**Aim of the exercise**
Compute how many lines in the listing below hold the string "ratatui", then state only the result.
○ ○ ○
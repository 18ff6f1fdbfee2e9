//! Screen and popup geometry shared by every screen.

use ratatui::layout::{Constraint, Flex, Layout, Rect};

use super::theme::{HELP_BAR_HEIGHT, SCREEN_MARGIN, TITLE_HEIGHT};

/// Title row, content, help bar. Returns `(title, content, help)`.
pub fn screen_layout(area: Rect) -> (Rect, Rect, Rect) {
    let [title, content, help] = Layout::vertical([
        Constraint::Length(TITLE_HEIGHT),
        Constraint::Min(10),
        Constraint::Length(HELP_BAR_HEIGHT),
    ])
    .margin(SCREEN_MARGIN)
    .areas(area);

    (title, content, help)
}

/// Split the title row into the screen name and a right-hand status slot
pub fn title_with_status(area: Rect) -> (Rect, Rect) {
    let [name, status] =
        Layout::horizontal([Constraint::Min(10), Constraint::Percentage(50)]).areas(area);
    (name, status)
}

/// Rectangle of `percent_x` by `percent_y` centered in `area`
pub fn centered_popup(percent_x: u16, percent_y: u16, area: Rect) -> Rect {
    let [row] = Layout::vertical([Constraint::Percentage(percent_y)])
        .flex(Flex::Center)
        .areas(area);
    let [popup] = Layout::horizontal([Constraint::Percentage(percent_x)])
        .flex(Flex::Center)
        .areas(row);
    popup
}

/// Popup sizes as (width %, height %)
pub mod popup_sizes {
    /// Short forms
    pub const SMALL: (u16, u16) = (50, 30);

    /// Category lists
    pub const MEDIUM: (u16, u16) = (60, 60);

    /// Help
    pub const LARGE: (u16, u16) = (80, 80);
}
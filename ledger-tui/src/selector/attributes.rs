//! Input rows for category attributes.

use ledger_db::entities::{
    attributes::{Attribute, AttributeType, TransactionAttribute},
    AttributeId,
};
use std::fmt;

/// Editable input bound to one attribute
pub trait AttributeView: fmt::Debug {
    fn attribute(&self) -> &Attribute;

    /// Current value as stored on the transaction
    fn value(&self) -> String;

    /// Value as shown in the row
    fn display_value(&self) -> String {
        self.value()
    }

    fn input_char(&mut self, _c: char) {}

    fn delete_char(&mut self) {}

    /// Step through choices (list) or toggle (checkbox)
    fn cycle(&mut self, _forward: bool) {}

    fn new_transaction_attribute(&self) -> TransactionAttribute {
        TransactionAttribute {
            attribute_id: self.attribute().id,
            value: self.value(),
        }
    }
}

/// Creates the input matching an attribute's type, seeded with `value`
pub trait AttributeViewFactory {
    fn create_view(&self, attribute: &Attribute, value: Option<&str>) -> Box<dyn AttributeView>;
}

#[derive(Debug, Clone, Copy, Default)]
pub struct DefaultAttributeViews;

impl AttributeViewFactory for DefaultAttributeViews {
    fn create_view(&self, attribute: &Attribute, value: Option<&str>) -> Box<dyn AttributeView> {
        let attribute = attribute.clone();
        match attribute.kind {
            AttributeType::Text => Box::new(TextAttributeView::new(attribute, value)),
            AttributeType::Number => Box::new(NumberAttributeView::new(attribute, value)),
            AttributeType::List => Box::new(ListAttributeView::new(attribute, value)),
            AttributeType::Checkbox => Box::new(CheckboxAttributeView::new(attribute, value)),
        }
    }
}

#[derive(Debug, Clone)]
pub struct TextAttributeView {
    attribute: Attribute,
    text: String,
}

impl TextAttributeView {
    pub fn new(attribute: Attribute, value: Option<&str>) -> Self {
        Self {
            attribute,
            text: value.unwrap_or_default().to_string(),
        }
    }
}

impl AttributeView for TextAttributeView {
    fn attribute(&self) -> &Attribute {
        &self.attribute
    }

    fn value(&self) -> String {
        self.text.clone()
    }

    fn input_char(&mut self, c: char) {
        self.text.push(c);
    }

    fn delete_char(&mut self) {
        self.text.pop();
    }
}

/// Accepts digits, one decimal point and a leading minus
#[derive(Debug, Clone)]
pub struct NumberAttributeView {
    attribute: Attribute,
    text: String,
}

impl NumberAttributeView {
    pub fn new(attribute: Attribute, value: Option<&str>) -> Self {
        let text = value
            .filter(|v| v.trim().parse::<f64>().is_ok())
            .map(|v| v.trim().to_string())
            .unwrap_or_default();
        Self { attribute, text }
    }
}

impl AttributeView for NumberAttributeView {
    fn attribute(&self) -> &Attribute {
        &self.attribute
    }

    fn value(&self) -> String {
        self.text.clone()
    }

    fn input_char(&mut self, c: char) {
        let accepted = c.is_ascii_digit()
            || (c == '.' && !self.text.contains('.'))
            || (c == '-' && self.text.is_empty());
        if accepted {
            self.text.push(c);
        }
    }

    fn delete_char(&mut self) {
        self.text.pop();
    }
}

#[derive(Debug, Clone)]
pub struct ListAttributeView {
    attribute: Attribute,
    selected: Option<usize>,
}

impl ListAttributeView {
    pub fn new(attribute: Attribute, value: Option<&str>) -> Self {
        let selected = value.and_then(|v| attribute.list_values.iter().position(|e| e == v));
        Self {
            attribute,
            selected,
        }
    }
}

impl AttributeView for ListAttributeView {
    fn attribute(&self) -> &Attribute {
        &self.attribute
    }

    fn value(&self) -> String {
        self.selected
            .and_then(|i| self.attribute.list_values.get(i))
            .cloned()
            .unwrap_or_default()
    }

    fn display_value(&self) -> String {
        match self.selected {
            Some(_) => format!("< {} >", self.value()),
            None => "< - >".to_string(),
        }
    }

    fn cycle(&mut self, forward: bool) {
        let len = self.attribute.list_values.len();
        if len == 0 {
            return;
        }
        self.selected = Some(match (self.selected, forward) {
            (None, true) => 0,
            (None, false) => len - 1,
            (Some(i), true) => (i + 1) % len,
            (Some(i), false) => (i + len - 1) % len,
        });
    }
}

#[derive(Debug, Clone)]
pub struct CheckboxAttributeView {
    attribute: Attribute,
    checked: bool,
}

impl CheckboxAttributeView {
    pub fn new(attribute: Attribute, value: Option<&str>) -> Self {
        let checked = matches!(value.map(str::trim), Some("true") | Some("1"));
        Self { attribute, checked }
    }
}

impl AttributeView for CheckboxAttributeView {
    fn attribute(&self) -> &Attribute {
        &self.attribute
    }

    fn value(&self) -> String {
        self.checked.to_string()
    }

    fn display_value(&self) -> String {
        let mark = if self.checked { "[x]" } else { "[ ]" };
        mark.to_string()
    }

    fn input_char(&mut self, c: char) {
        if c == ' ' {
            self.checked = !self.checked;
        }
    }

    fn cycle(&mut self, _forward: bool) {
        self.checked = !self.checked;
    }
}

/// Vertical container of attribute inputs with an optional focused row
#[derive(Debug, Default)]
pub struct AttributesPanel {
    rows: Vec<Box<dyn AttributeView>>,
    focused: Option<usize>,
}

impl AttributesPanel {
    pub fn new() -> Self {
        Self::default()
    }

    pub fn clear(&mut self) {
        self.rows.clear();
        self.focused = None;
    }

    pub fn push(&mut self, view: Box<dyn AttributeView>) {
        self.rows.push(view);
    }

    pub fn rows(&self) -> &[Box<dyn AttributeView>] {
        &self.rows
    }

    pub fn len(&self) -> usize {
        self.rows.len()
    }

    pub fn is_empty(&self) -> bool {
        self.rows.is_empty()
    }

    pub fn focused(&self) -> Option<usize> {
        self.focused
    }

    /// Move focus to the next (or previous) attribute input, wrapping around
    pub fn focus_next(&mut self, forward: bool) {
        let len = self.rows.len();
        if len == 0 {
            self.focused = None;
            return;
        }

        self.focused = Some(match (self.focused, forward) {
            (None, true) => 0,
            (None, false) => len - 1,
            (Some(i), true) => (i + 1) % len,
            (Some(i), false) => (i + len - 1) % len,
        });
    }

    pub fn focus_last(&mut self) {
        self.focused = self.rows.len().checked_sub(1);
    }

    pub fn unfocus(&mut self) {
        self.focused = None;
    }

    pub fn focused_view_mut(&mut self) -> Option<&mut Box<dyn AttributeView>> {
        let index = self.focused?;
        self.rows.get_mut(index)
    }

    pub fn view(&self, attribute_id: AttributeId) -> Option<&dyn AttributeView> {
        self.rows
            .iter()
            .find(|view| view.attribute().id == attribute_id)
            .map(|view| view.as_ref())
    }

    /// One value per attribute input, in row order
    pub fn collect(&self) -> Vec<TransactionAttribute> {
        self.rows
            .iter()
            .map(|view| view.new_transaction_attribute())
            .collect()
    }
}
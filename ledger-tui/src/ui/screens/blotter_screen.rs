use ratatui::{
    prelude::*,
    text::{Line, Span, Text},
    widgets::{Block, Borders, Cell, Paragraph, Row, Table},
};

use crate::blotter::{self, BlotterRow, RenderContext};
use crate::state::{BlotterState, LoadingState, StatusMessage};
use crate::ui::{
    components::{empty_state, help_bar, status_line},
    layouts, theme,
};

pub fn render(f: &mut Frame, state: &BlotterState, ctx: &RenderContext, status: Option<&StatusMessage>) {
    let (title_area, content_area, help_area) = layouts::screen_layout(f.area());

    let (title_text_area, status_area) = layouts::title_with_status(title_area);
    f.render_widget(
        Paragraph::new(format!("Blotter ({} transactions)", state.records.len()))
            .style(theme::title_style()),
        title_text_area,
    );
    status_line::render_status(f, status_area, status);

    render_content(f, content_area, state, ctx);
    help_bar::render_help_bar(
        f,
        help_area,
        &[
            ("j/k", "move"),
            ("Enter", "edit category"),
            ("r", "reload"),
            ("gl", "logs"),
            ("?", "help"),
            ("q", "quit"),
        ],
    );
}

fn render_content(f: &mut Frame, area: Rect, state: &BlotterState, ctx: &RenderContext) {
    if let LoadingState::Error(ref error) = state.loading {
        if state.records.is_empty() {
            empty_state::render_error_state(f, area, "Blotter", error);
            return;
        }
    }

    if state.records.is_empty() {
        empty_state::render_empty_state(
            f,
            area,
            "Blotter",
            "No transactions found",
            Some("Add transactions to the data file and press r"),
        );
        return;
    }

    let rows: Vec<Row> = state
        .records
        .iter()
        .map(|record| build_row(&blotter::render_row(record, &state.currencies, ctx)))
        .collect();

    let mut widths = vec![
        Constraint::Length(1),
        Constraint::Min(20),
        Constraint::Length(1),
        Constraint::Length(24),
    ];
    if ctx.show_running_balance {
        widths.push(Constraint::Length(16));
    }

    let table = Table::new(rows, widths)
        .column_spacing(theme::TABLE_COLUMN_SPACING)
        .block(Block::default().borders(Borders::ALL).title("Transactions"))
        .row_highlight_style(theme::selection_style());

    f.render_stateful_widget(table, area, &mut state.table_state.borrow_mut());
}

/// Two-line row: title over payee/category on the left, amount over date
/// on the right
fn build_row(row: &BlotterRow) -> Row<'static> {
    let title_color = theme::color_for(blotter::ColorToken::Regular);
    let center_color = match row.center_color {
        blotter::ColorToken::Default => title_color,
        token => theme::color_for(token),
    };

    let indicator = Cell::from(Text::from(vec![Line::from("▌"), Line::from("▌")]))
        .style(Style::default().fg(theme::indicator_color(row.indicator)));

    let main = Cell::from(Text::from(vec![
        Line::from(Span::styled(row.title.clone(), Style::default().fg(title_color).bold())),
        Line::from(Span::styled(row.center.clone(), Style::default().fg(center_color))),
    ]));

    let icon = match (row.icon, row.icon_color) {
        (Some(icon), Some(color)) => Cell::from(theme::icon_glyph(icon))
            .style(Style::default().fg(theme::color_for(color))),
        _ => Cell::from(""),
    };

    let amount_color = row
        .icon_color
        .map(theme::color_for)
        .unwrap_or(center_color);
    let right = Cell::from(Text::from(vec![
        Line::from(Span::styled(row.amount.clone(), Style::default().fg(amount_color)))
            .right_aligned(),
        Line::from(Span::styled(
            row.date.clone(),
            Style::default().fg(theme::color_for(row.date_color)),
        ))
        .right_aligned(),
    ]));

    let mut cells = vec![indicator, main, icon, right];
    if let Some(ref balance) = row.balance {
        cells.push(Cell::from(
            Text::from(vec![
                Line::from(""),
                Line::from(Span::styled(balance.clone(), theme::help_text_style())),
            ])
            .right_aligned(),
        ));
    }

    Row::new(cells).height(2)
}
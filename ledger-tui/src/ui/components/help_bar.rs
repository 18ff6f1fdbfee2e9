//! Bottom row of key hints.

use ratatui::prelude::Rect;
use ratatui::{
    layout::Alignment,
    text::{Line, Span},
    widgets::{Block, Paragraph},
    Frame,
};

use crate::ui::theme;

/// Render `key: action` pairs separated by bars, keys highlighted
pub fn render_help_bar(f: &mut Frame, area: Rect, hints: &[(&str, &str)]) {
    let mut spans = Vec::with_capacity(hints.len() * 3);
    for (i, (key, action)) in hints.iter().enumerate() {
        if i > 0 {
            spans.push(Span::styled(" | ", theme::help_text_style()));
        }
        spans.push(Span::styled(*key, theme::header_style()));
        spans.push(Span::styled(format!(": {}", action), theme::help_text_style()));
    }

    let help = Paragraph::new(Line::from(spans))
        .alignment(Alignment::Center)
        .block(Block::bordered());

    f.render_widget(help, area);
}
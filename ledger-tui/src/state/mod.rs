pub mod reducer;

use crate::blotter::{CurrencyCache, RenderContext};
use crate::config::Settings;
use crate::selector::{
    items::CategoryItem, CategorySelector, SelectionChanged,
};
use crate::ui::screens::Screen;
use ledger_db::entities::{transactions::BlotterRecord, CategoryId, TransactionId};
use ledger_db::Database;
use ratatui::widgets::TableState;
use std::cell::RefCell;
use std::rc::Rc;
use std::sync::mpsc::Receiver;

#[derive(Default, Debug, Clone, PartialEq)]
pub enum LoadingState {
    #[default]
    NotStarted,
    Loaded,
    Error(String),
}

/// One-line feedback shown under the screen title
#[derive(Debug, Clone, PartialEq)]
pub struct StatusMessage {
    pub text: String,
    pub is_error: bool,
}

impl StatusMessage {
    pub fn info(text: impl Into<String>) -> Self {
        Self {
            text: text.into(),
            is_error: false,
        }
    }

    pub fn error(text: impl Into<String>) -> Self {
        Self {
            text: text.into(),
            is_error: true,
        }
    }
}

#[derive(Debug)]
pub struct AppState {
    pub store: Rc<dyn Database>,
    pub settings: Settings,

    /// Root screen; never popped
    pub home: Screen,
    /// Screens pushed on top of `home`
    pub history: Vec<Screen>,

    // UI state
    pub help_visible: bool,
    pub pending_key: Option<char>,
    pub status: Option<StatusMessage>,

    // System
    pub should_quit: bool,
}

impl AppState {
    pub fn new(store: Rc<dyn Database>, settings: Settings) -> Self {
        let blotter = BlotterState::new(Rc::clone(&store));
        Self {
            store,
            settings,
            home: Screen::Blotter(blotter),
            history: Vec::new(),
            help_visible: false,
            pending_key: None,
            status: None,
            should_quit: false,
        }
    }

    pub fn current_screen(&self) -> &Screen {
        self.history.last().unwrap_or(&self.home)
    }

    pub fn current_screen_mut(&mut self) -> &mut Screen {
        self.history.last_mut().unwrap_or(&mut self.home)
    }

    pub fn blotter(&self) -> Option<&BlotterState> {
        match &self.home {
            Screen::Blotter(blotter) => Some(blotter),
            _ => None,
        }
    }

    pub fn blotter_mut(&mut self) -> Option<&mut BlotterState> {
        match &mut self.home {
            Screen::Blotter(blotter) => Some(blotter),
            _ => None,
        }
    }

    /// Navigate to a new screen (push to stack)
    pub fn navigate_to(&mut self, screen: Screen) {
        tracing::debug!(
            "Navigating to new screen, stack depth: {} -> {}",
            self.history.len() + 1,
            self.history.len() + 2
        );
        self.history.push(screen);
    }

    /// Pop the current screen. Returns false when already at home.
    pub fn navigate_back(&mut self) -> bool {
        if self.history.pop().is_some() {
            tracing::debug!("Navigated back, stack depth: {}", self.history.len() + 1);
            true
        } else {
            tracing::debug!("Cannot navigate back, already at root screen");
            false
        }
    }

    pub fn render_context(&self) -> RenderContext {
        RenderContext::from_settings(&self.settings, chrono::Local::now().naive_local())
    }
}

pub struct BlotterState {
    pub records: Vec<BlotterRecord>,
    pub loading: LoadingState,
    pub table_state: RefCell<TableState>,
    pub currencies: CurrencyCache<dyn Database>,
}

impl BlotterState {
    pub fn new(store: Rc<dyn Database>) -> Self {
        Self {
            records: Vec::new(),
            loading: LoadingState::default(),
            table_state: RefCell::default(),
            currencies: CurrencyCache::new(store),
        }
    }

    pub fn selected_record(&self) -> Option<&BlotterRecord> {
        let index = self.table_state.borrow().selected()?;
        self.records.get(index)
    }

    /// Replace the rows, keeping the selection on the same transaction when
    /// it is still present
    pub fn replace_records(&mut self, records: Vec<BlotterRecord>) {
        let previous = self.selected_record().map(|r| r.id);
        self.records = records;
        self.currencies.clear();

        let index = previous
            .and_then(|id| self.records.iter().position(|r| r.id == id))
            .or(if self.records.is_empty() { None } else { Some(0) });
        self.table_state.borrow_mut().select(index);
        self.loading = LoadingState::Loaded;
    }
}

impl std::fmt::Debug for BlotterState {
    fn fmt(&self, f: &mut std::fmt::Formatter<'_>) -> std::fmt::Result {
        f.debug_struct("BlotterState")
            .field("records", &self.records.len())
            .field("loading", &self.loading)
            .field("selected", &self.table_state.borrow().selected())
            .finish_non_exhaustive()
    }
}

/// How a picked id is handed back to the selector
#[derive(Debug, Clone, Copy, PartialEq, Eq)]
pub enum PickerMode {
    /// Answers as a screen result
    Tree,
    /// Answers through the quick-select callback
    QuickList,
}

#[derive(Debug)]
pub struct PickerState {
    pub mode: PickerMode,
    pub items: Vec<CategoryItem>,
    pub table_state: RefCell<TableState>,
}

impl PickerState {
    pub fn new(mode: PickerMode, items: Vec<CategoryItem>, position: Option<usize>) -> Self {
        let selected = position.or(if items.is_empty() { None } else { Some(0) });
        Self {
            mode,
            items,
            table_state: RefCell::new(TableState::default().with_selected(selected)),
        }
    }

    pub fn highlighted(&self) -> Option<&CategoryItem> {
        let index = self.table_state.borrow().selected()?;
        self.items.get(index)
    }
}

#[derive(Debug, Default)]
pub struct CategoryFormState {
    pub title: String,
    /// Candidate parents (real categories only)
    pub parents: Vec<CategoryItem>,
    pub parent_index: Option<usize>,
    pub error: Option<String>,
}

impl CategoryFormState {
    pub fn new(parents: Vec<CategoryItem>) -> Self {
        Self {
            parents,
            ..Default::default()
        }
    }

    pub fn parent(&self) -> Option<&CategoryItem> {
        self.parents.get(self.parent_index?)
    }

    pub fn parent_id(&self) -> Option<CategoryId> {
        self.parent().map(CategoryItem::id)
    }

    /// Step through "no parent" followed by every candidate
    pub fn cycle_parent(&mut self, forward: bool) {
        let len = self.parents.len();
        if len == 0 {
            return;
        }
        self.parent_index = match (self.parent_index, forward) {
            (None, true) => Some(0),
            (None, false) => Some(len - 1),
            (Some(i), true) if i + 1 < len => Some(i + 1),
            (Some(0), false) => None,
            (Some(i), false) => Some(i - 1),
            (Some(_), true) => None,
        };
    }
}

#[derive(Debug)]
pub enum EditorPopup {
    Picker(PickerState),
    CategoryForm(CategoryFormState),
}

/// Category editor for one transaction
#[derive(Debug)]
pub struct EditorState {
    pub record: BlotterRecord,
    pub selector: CategorySelector<dyn Database>,
    pub selection_rx: Receiver<SelectionChanged>,
    pub popup: Option<EditorPopup>,
}

impl EditorState {
    pub fn new(
        record: BlotterRecord,
        selector: CategorySelector<dyn Database>,
        selection_rx: Receiver<SelectionChanged>,
    ) -> Self {
        Self {
            record,
            selector,
            selection_rx,
            popup: None,
        }
    }

    pub fn transaction_id(&self) -> TransactionId {
        self.record.id
    }

    /// Apply pending selection changes: rebuild the attribute rows and,
    /// when asked to, focus the last one.
    pub fn sync_attributes(&mut self) {
        while let Ok(change) = self.selection_rx.try_recv() {
            tracing::debug!(
                "Category changed to {} on transaction {}",
                change.category.title(),
                self.record.id
            );
            self.selector.add_attributes(&self.record);
            if change.select_last {
                if let Some(panel) = self.selector.attributes_panel_mut() {
                    panel.focus_last();
                }
            }
        }
    }

    pub fn attribute_focused(&self) -> bool {
        self.selector
            .attributes_panel()
            .and_then(|panel| panel.focused())
            .is_some()
    }
}

#[derive(Default, Debug, Clone)]
pub struct LogsState {
    pub scroll_offset: usize,
    pub total_entries: usize,
}

pub trait Scrollable {
    fn num_items(&self) -> usize;
    fn table_state(&self) -> &RefCell<TableState>;

    fn select_prev(&mut self) {
        let mut table_state = self.table_state().borrow_mut();
        if self.num_items() > 0 {
            if table_state.selected().unwrap_or(0) == 0 {
                table_state.select(Some(self.num_items() - 1));
            } else {
                table_state.scroll_up_by(1)
            }
        }
    }

    fn select_next(&mut self) {
        let num_items = self.num_items();
        let mut table_state = self.table_state().borrow_mut();
        if num_items > 0 {
            if table_state.selected().unwrap_or(num_items - 1) == num_items - 1 {
                table_state.select_first();
            } else {
                table_state.scroll_down_by(1)
            }
        }
    }

    fn select_first(&mut self) {
        if self.num_items() > 0 {
            self.table_state().borrow_mut().select(Some(0));
        }
    }

    fn select_last(&mut self) {
        let num_items = self.num_items();
        if num_items > 0 {
            self.table_state().borrow_mut().select(Some(num_items - 1));
        }
    }
}

impl Scrollable for BlotterState {
    fn num_items(&self) -> usize {
        self.records.len()
    }

    fn table_state(&self) -> &RefCell<TableState> {
        &self.table_state
    }
}

impl Scrollable for PickerState {
    fn num_items(&self) -> usize {
        self.items.len()
    }

    fn table_state(&self) -> &RefCell<TableState> {
        &self.table_state
    }
}
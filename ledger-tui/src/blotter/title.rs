use itertools::Itertools;
use ledger_db::entities::{CategoryId, SPLIT_CATEGORY_ID};

/// Compose the center line of a blotter row from payee, note and category.
///
/// Regular rows read `Category (Payee: Note)`, dropping whatever is empty.
/// Split rows show the payee in brackets with an ellipsis since the real
/// categories live on the parts.
pub fn transaction_title(
    payee: &str,
    note: &str,
    category_id: CategoryId,
    category: &str,
) -> String {
    if category_id == SPLIT_CATEGORY_ID {
        return split_title(payee, note, category);
    }

    let second = [payee, note]
        .into_iter()
        .filter(|part| !part.is_empty())
        .join(": ");

    match (category.is_empty(), second.is_empty()) {
        (false, false) => format!("{} ({})", category, second),
        (false, true) => category.to_string(),
        (true, _) => second,
    }
}

fn split_title(payee: &str, note: &str, category: &str) -> String {
    match (payee.is_empty(), note.is_empty()) {
        (false, false) => format!("[{}...] {}", payee, note),
        (false, true) => format!("[{}...]", payee),
        (true, false) => format!("[...] {}", note),
        (true, true) => category.to_string(),
    }
}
○ ○ ○
**Response area**
5